Canadian strength athlete

<

Luke Skaarup (born September 9, 1979) is a professional engineer and also a retired professional strongman from Canada who competed actively in the sport of strongman from 2007 to 2015. During his competitive career, he held many records, most notably the Canadian record for heaviest atlas stone ever lifted in competition (450 lbs), the Ontario record for heaviest deadlift (780 lbs), and the Ontario Record heaviest dumbbell press (230 lbs). He competed in over sixty competitions with his top placings being the 2 x Ontario's Strongest Man Champion (2012 & 2014), 4th at North America's Strongest Man (2014), and 8th at the World Amateur Strongman Championships (2012).
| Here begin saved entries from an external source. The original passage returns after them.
//! # Validation Module
//!
//! Input validation for every form payload that reaches the repositories.
//!
//! ## Validation Strategy
//! ```text
//! ┌─────────────────────────────────────────────────────────────────────────┐
//! │                      Validation Layers                                  │
//! │                                                                         │
//! │  Layer 1: Frontend forms                                               │
//! │  ├── Same limits, immediate feedback                                   │
//! │           │                                                             │
//! │           ▼                                                             │
//! │  Layer 2: THIS MODULE                                                  │
//! │  ├── Run by repositories before any write                              │
//! │  └── Rejects with ValidationError (no state touched)                   │
//! │           │                                                             │
//! │           ▼                                                             │
//! │  Layer 3: SQLite                                                       │
//! │  ├── CHECK (stock_quantity >= 0, amount_remaining >= 0, ...)           │
//! │  ├── UNIQUE (tenant_id, sale_number)                                   │
//! │  └── Foreign keys                                                      │
//! └─────────────────────────────────────────────────────────────────────────┘
//! ```
//!
//! Lengths are counted in characters, not bytes: product and customer names
//! are routinely accented ("Café Touba", "Boubacar Diallo-Koné").
//!
//! ## Usage
//! ```rust
//! use boutik_core::validation::{validate_phone, validate_quantity};
//!
//! validate_phone(Some("+229 97 00 00 00")).unwrap();
//! validate_quantity(5).unwrap();
//! ```

use crate::error::ValidationError;
use crate::money::Money;
use crate::types::{
    NewCategory, NewCustomer, NewExpense, NewProduct, NewSupplier, ProductUpdate, StoreSettings,
};
use crate::{MAX_CART_ITEMS, MAX_ITEM_QUANTITY};

pub use crate::error::ValidationResult;

/// Upper bound for a customer's credit limit, in minor units.
pub const MAX_CREDIT_LIMIT: i64 = 999_999_999;

// =============================================================================
// String Validators
// =============================================================================

/// Validates a required text field: non-blank, at most `max` characters.
pub fn validate_required_text(field: &str, value: &str, max: usize) -> ValidationResult<()> {
    let value = value.trim();

    if value.is_empty() {
        return Err(ValidationError::Required {
            field: field.to_string(),
        });
    }

    validate_length(field, value, max)
}

/// Validates an optional text field: at most `max` characters when present.
pub fn validate_optional_text(field: &str, value: Option<&str>, max: usize) -> ValidationResult<()> {
    match value {
        Some(v) => validate_length(field, v.trim(), max),
        None => Ok(()),
    }
}

fn validate_length(field: &str, value: &str, max: usize) -> ValidationResult<()> {
    if value.chars().count() > max {
        return Err(ValidationError::TooLong {
            field: field.to_string(),
            max,
        });
    }
    Ok(())
}

/// Validates a product name (1 to 200 characters).
///
/// ## Example
/// ```rust
/// use boutik_core::validation::validate_product_name;
///
/// assert!(validate_product_name("Riz parfumé 5kg").is_ok());
/// assert!(validate_product_name("").is_err());
/// ```
pub fn validate_product_name(name: &str) -> ValidationResult<()> {
    validate_required_text("name", name, 200)
}

/// Validates an optional SKU.
///
/// ## Rules
/// - Blank is treated as absent
/// - At most 50 characters
/// - Only letters, numbers, hyphens and underscores
pub fn validate_sku(sku: Option<&str>) -> ValidationResult<()> {
    let Some(sku) = sku.map(str::trim).filter(|s| !s.is_empty()) else {
        return Ok(());
    };

    validate_length("sku", sku, 50)?;

    if !sku
        .chars()
        .all(|c| c.is_alphanumeric() || c == '-' || c == '_')
    {
        return Err(ValidationError::InvalidFormat {
            field: "sku".to_string(),
            reason: "must contain only letters, numbers, hyphens, and underscores".to_string(),
        });
    }

    Ok(())
}

/// Validates a search query and returns it trimmed.
pub fn validate_search_query(query: &str) -> ValidationResult<String> {
    let query = query.trim();
    validate_length("query", query, 100)?;
    Ok(query.to_string())
}

/// Validates a phone number: `^[+]?[\d\s\-()]*$`, at most 20 characters.
pub fn validate_phone(phone: Option<&str>) -> ValidationResult<()> {
    let Some(phone) = phone.map(str::trim) else {
        return Ok(());
    };

    validate_length("phone", phone, 20)?;

    let body = phone.strip_prefix('+').unwrap_or(phone);
    if !body
        .chars()
        .all(|c| c.is_ascii_digit() || c.is_whitespace() || matches!(c, '-' | '(' | ')'))
    {
        return Err(ValidationError::InvalidFormat {
            field: "phone".to_string(),
            reason: "may contain only digits, spaces, '-', '(' and ')' after an optional '+'"
                .to_string(),
        });
    }

    Ok(())
}

/// Validates an optional e-mail address (at most 255 characters).
///
/// Blank is treated as absent. The check is structural: one `@`, a
/// non-empty local part and a dotted domain.
pub fn validate_email(email: Option<&str>) -> ValidationResult<()> {
    let Some(email) = email.map(str::trim).filter(|s| !s.is_empty()) else {
        return Ok(());
    };

    validate_length("email", email, 255)?;

    let valid = match email.split_once('@') {
        Some((local, domain)) => {
            !local.is_empty()
                && !domain.contains('@')
                && domain.contains('.')
                && !domain.starts_with('.')
                && !domain.ends_with('.')
                && !email.chars().any(char::is_whitespace)
        }
        None => false,
    };

    if !valid {
        return Err(ValidationError::InvalidFormat {
            field: "email".to_string(),
            reason: "must be a valid e-mail address".to_string(),
        });
    }

    Ok(())
}

/// Validates an optional `#RRGGBB` colour.
pub fn validate_color(color: Option<&str>) -> ValidationResult<()> {
    let Some(color) = color else {
        return Ok(());
    };

    let valid = color.len() == 7
        && color.starts_with('#')
        && color[1..].chars().all(|c| c.is_ascii_hexdigit());

    if !valid {
        return Err(ValidationError::InvalidFormat {
            field: "color".to_string(),
            reason: "must be #RRGGBB".to_string(),
        });
    }

    Ok(())
}

// =============================================================================
// Numeric Validators
// =============================================================================

/// Validates a line quantity.
///
/// ## Rules
/// - Must be positive (> 0)
/// - Must not exceed MAX_ITEM_QUANTITY (999)
pub fn validate_quantity(qty: i64) -> ValidationResult<()> {
    if qty <= 0 {
        return Err(ValidationError::MustBePositive {
            field: "quantity".to_string(),
        });
    }

    if qty > MAX_ITEM_QUANTITY {
        return Err(ValidationError::OutOfRange {
            field: "quantity".to_string(),
            min: 1,
            max: MAX_ITEM_QUANTITY,
        });
    }

    Ok(())
}

/// Validates a non-negative amount (price, cost). Zero is allowed.
pub fn validate_non_negative(field: &str, amount: Money) -> ValidationResult<()> {
    if amount.is_negative() {
        return Err(ValidationError::OutOfRange {
            field: field.to_string(),
            min: 0,
            max: i64::MAX,
        });
    }
    Ok(())
}

/// Validates a payment or expense amount: strictly positive.
pub fn validate_positive_amount(field: &str, amount: Money) -> ValidationResult<()> {
    if !amount.is_positive() {
        return Err(ValidationError::MustBePositive {
            field: field.to_string(),
        });
    }
    Ok(())
}

/// Validates a stock count (opening stock, threshold): `>= 0`.
pub fn validate_stock_level(field: &str, qty: i64) -> ValidationResult<()> {
    if qty < 0 {
        return Err(ValidationError::OutOfRange {
            field: field.to_string(),
            min: 0,
            max: i64::MAX,
        });
    }
    Ok(())
}

/// Validates a tax rate in basis points (0% to 100%).
pub fn validate_tax_rate_bps(bps: u32) -> ValidationResult<()> {
    if bps > 10000 {
        return Err(ValidationError::OutOfRange {
            field: "tax_rate".to_string(),
            min: 0,
            max: 10000,
        });
    }
    Ok(())
}

/// Validates a customer credit limit: `0..=MAX_CREDIT_LIMIT`.
pub fn validate_credit_limit(limit: Money) -> ValidationResult<()> {
    if limit.is_negative() || limit.minor() > MAX_CREDIT_LIMIT {
        return Err(ValidationError::OutOfRange {
            field: "credit_limit".to_string(),
            min: 0,
            max: MAX_CREDIT_LIMIT,
        });
    }
    Ok(())
}

// =============================================================================
// Collection Validators
// =============================================================================

/// Validates cart size before adding a new line.
pub fn validate_cart_size(current_items: usize) -> ValidationResult<()> {
    if current_items >= MAX_CART_ITEMS {
        return Err(ValidationError::OutOfRange {
            field: "cart items".to_string(),
            min: 0,
            max: MAX_CART_ITEMS as i64,
        });
    }
    Ok(())
}

/// Validates a UUID string.
pub fn validate_uuid(field: &str, id: &str) -> ValidationResult<()> {
    if id.trim().is_empty() {
        return Err(ValidationError::Required {
            field: field.to_string(),
        });
    }

    uuid::Uuid::parse_str(id).map_err(|_| ValidationError::InvalidFormat {
        field: field.to_string(),
        reason: "must be a valid UUID".to_string(),
    })?;

    Ok(())
}

// =============================================================================
// Form Validators
// =============================================================================

pub fn validate_new_product(p: &NewProduct) -> ValidationResult<()> {
    validate_product_name(&p.name)?;
    validate_optional_text("description", p.description.as_deref(), 1000)?;
    validate_sku(p.sku.as_deref())?;
    validate_optional_text("barcode", p.barcode.as_deref(), 50)?;
    validate_non_negative("price", p.price)?;
    if let Some(cost) = p.cost_price {
        validate_non_negative("cost_price", cost)?;
    }
    validate_tax_rate_bps(p.tax_rate_bps)?;
    validate_stock_level("stock_quantity", p.stock_quantity)?;
    if let Some(min) = p.min_stock_level {
        validate_stock_level("min_stock_level", min)?;
    }
    Ok(())
}

pub fn validate_product_update(p: &ProductUpdate) -> ValidationResult<()> {
    validate_product_name(&p.name)?;
    validate_optional_text("description", p.description.as_deref(), 1000)?;
    validate_sku(p.sku.as_deref())?;
    validate_optional_text("barcode", p.barcode.as_deref(), 50)?;
    validate_non_negative("price", p.price)?;
    if let Some(cost) = p.cost_price {
        validate_non_negative("cost_price", cost)?;
    }
    validate_tax_rate_bps(p.tax_rate_bps)?;
    if let Some(min) = p.min_stock_level {
        validate_stock_level("min_stock_level", min)?;
    }
    Ok(())
}

pub fn validate_new_customer(c: &NewCustomer) -> ValidationResult<()> {
    validate_required_text("name", &c.name, 200)?;
    validate_phone(c.phone.as_deref())?;
    validate_email(c.email.as_deref())?;
    validate_optional_text("address", c.address.as_deref(), 500)?;
    validate_credit_limit(c.credit_limit)
}

pub fn validate_new_category(c: &NewCategory) -> ValidationResult<()> {
    validate_required_text("name", &c.name, 100)?;
    validate_optional_text("description", c.description.as_deref(), 500)?;
    validate_optional_text("icon", c.icon.as_deref(), 50)?;
    validate_color(c.color.as_deref())
}

pub fn validate_new_supplier(s: &NewSupplier) -> ValidationResult<()> {
    validate_required_text("name", &s.name, 200)?;
    validate_optional_text("contact_person", s.contact_person.as_deref(), 200)?;
    validate_phone(s.phone.as_deref())?;
    validate_email(s.email.as_deref())?;
    validate_optional_text("address", s.address.as_deref(), 500)?;
    validate_optional_text("notes", s.notes.as_deref(), 1000)
}

pub fn validate_new_expense(e: &NewExpense) -> ValidationResult<()> {
    validate_required_text("description", &e.description, 500)?;
    validate_positive_amount("amount", e.amount)?;
    validate_optional_text("category", e.category.as_deref(), 100)?;
    validate_optional_text("receipt_url", e.receipt_url.as_deref(), 1000)
}

pub fn validate_store_settings(s: &StoreSettings) -> ValidationResult<()> {
    validate_required_text("store_name", &s.store_name, 200)?;
    validate_optional_text("address", s.address.as_deref(), 500)?;
    validate_phone(s.phone.as_deref())?;
    validate_email(s.email.as_deref())?;
    validate_tax_rate_bps(s.tax_rate_bps)?;
    validate_optional_text("receipt_footer", s.receipt_footer.as_deref(), 200)
}

// =============================================================================
// Unit Tests
// =============================================================================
He has competed in strongman for 9 years with 2 years of powerlifting and 5 years of bodybuilding competitions prior to that. Luke has been lifting weights seriously for over 20 years and began when he was 16 years of age to assist his physical development and strength for football.

Personal - Luke is married to his wife Nicolette Skaarup and is the father of four children (Brayden, Gabrielle, Logan, and Charlotte). Education- Luke has a diploma in Mechanical Engineering Technology from Lakehead University (2000), a degree in Mechanical Engineering from Lakehead University (2003), and a master's degree from Queens University in Earth Energy Resource Leadership (MEERL- 2022). He is a professional engineer and is employed as a senior leader with a large energy company in Alberta. Luke is the oldest of five children. He has a younger brother and three sisters. His brother Dan Skaarup was also a competitive strength athlete and former bodybuilder.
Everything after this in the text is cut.